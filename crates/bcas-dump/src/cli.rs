//! Command-line arguments.

use std::path::PathBuf;

use clap::{Parser, ValueEnum};

/// What to print while replaying the capture.
#[derive(Debug, Clone, Copy, PartialEq, Eq, Default, ValueEnum)]
pub enum Mode {
    /// Every decoded frame
    #[default]
    Frames,
    /// Every captured ECM exchange
    Ecm,
    /// Nothing; only lookups and summary
    Quiet,
}

/// Replay a B-CAS card capture through the pseudo card.
#[derive(Debug, Clone, Parser)]
#[command(name = "bcas-dump", version, about)]
pub struct Args {
    /// Capture file with the raw card stream
    pub capture: Option<PathBuf>,

    /// What to print while replaying
    #[arg(short, long, value_enum, default_value_t = Mode::Frames)]
    pub mode: Mode,

    /// TOML config file with a [card] table
    #[arg(short, long)]
    pub config: Option<PathBuf>,

    /// Bytes read from the capture per push
    #[arg(long, default_value_t = 512, value_parser = clap::value_parser!(u64).range(1..))]
    pub chunk_size: u64,

    /// ECM records kept for lookup (overrides config)
    #[arg(long)]
    pub queue_size: Option<usize>,

    /// System key as hex (overrides config)
    #[arg(long)]
    pub system_key: Option<String>,

    /// Initial CBC as hex (overrides config)
    #[arg(long)]
    pub init_cbc: Option<String>,

    /// ECM body (hex) to look up after the capture is loaded; repeatable
    #[arg(short, long = "lookup", value_name = "HEX")]
    pub lookups: Vec<String>,

    /// Print the card init status as a config table
    #[arg(long)]
    pub dump_init_status: bool,

    /// Enable debug logging
    #[arg(short, long)]
    pub verbose: bool,
}
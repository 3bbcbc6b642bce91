use std::sync::{Mutex, MutexGuard, TryLockError};
use std::thread;
use std::time::{Duration, Instant};

use crate::error::{Error, Result};

/// Per-card exclusive access.
///
/// The timer tick only ever calls [`try_enter`](Self::try_enter) and skips
/// its turn when the card is held; it never blocks. File operations call
/// [`enter`](Self::enter), which sleep-retries until a deadline.
pub struct ExclusiveAccess<T> {
    inner: Mutex<T>,
}

impl<T> ExclusiveAccess<T> {
    pub fn new(value: T) -> Self {
        Self {
            inner: Mutex::new(value),
        }
    }

    pub fn try_enter(&self) -> Option<MutexGuard<'_, T>> {
        match self.inner.try_lock() {
            Ok(guard) => Some(guard),
            Err(TryLockError::Poisoned(poisoned)) => Some(poisoned.into_inner()),
            Err(TryLockError::WouldBlock) => None,
        }
    }

    pub fn enter(&self, patience: Duration) -> Result<MutexGuard<'_, T>> {
        let deadline = Instant::now() + patience;
        loop {
            if let Some(guard) = self.try_enter() {
                return Ok(guard);
            }
            if Instant::now() >= deadline {
                return Err(Error::Busy);
            }
            thread::sleep(Duration::from_millis(1));
        }
    }
}

#[cfg(test)]
mod tests {
    use super::*;

    use std::sync::Arc;

    #[test]
    fn try_enter_does_not_block_while_held() {
        let access = ExclusiveAccess::new(0u32);
        let held = access.try_enter().unwrap();
        assert!(access.try_enter().is_none());
        drop(held);
        assert!(access.try_enter().is_some());
    }

    #[test]
    fn enter_gives_up_with_busy() {
        let access = ExclusiveAccess::new(());
        let _held = access.try_enter().unwrap();
        let result = access.enter(Duration::from_millis(5));
        assert!(matches!(result, Err(Error::Busy)));
    }

    #[test]
    fn enter_waits_for_release() {
        let access = Arc::new(ExclusiveAccess::new(1u32));
        let held = access.try_enter().unwrap();

        let waiter = thread::spawn({
            let access = access.clone();
            move || *access.enter(Duration::from_secs(5)).unwrap() + 1
        });

        thread::sleep(Duration::from_millis(20));
        drop(held);
        assert_eq!(waiter.join().unwrap(), 2);
    }
}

### [Description of the task]
Which of the lines above mention the word "clap"? Pull those lines out.

### [Task solution]
use clap::{Parser, ValueEnum};
    #[arg(long, default_value_t = 512, value_parser = clap::value_parser!(u64).range(1..))]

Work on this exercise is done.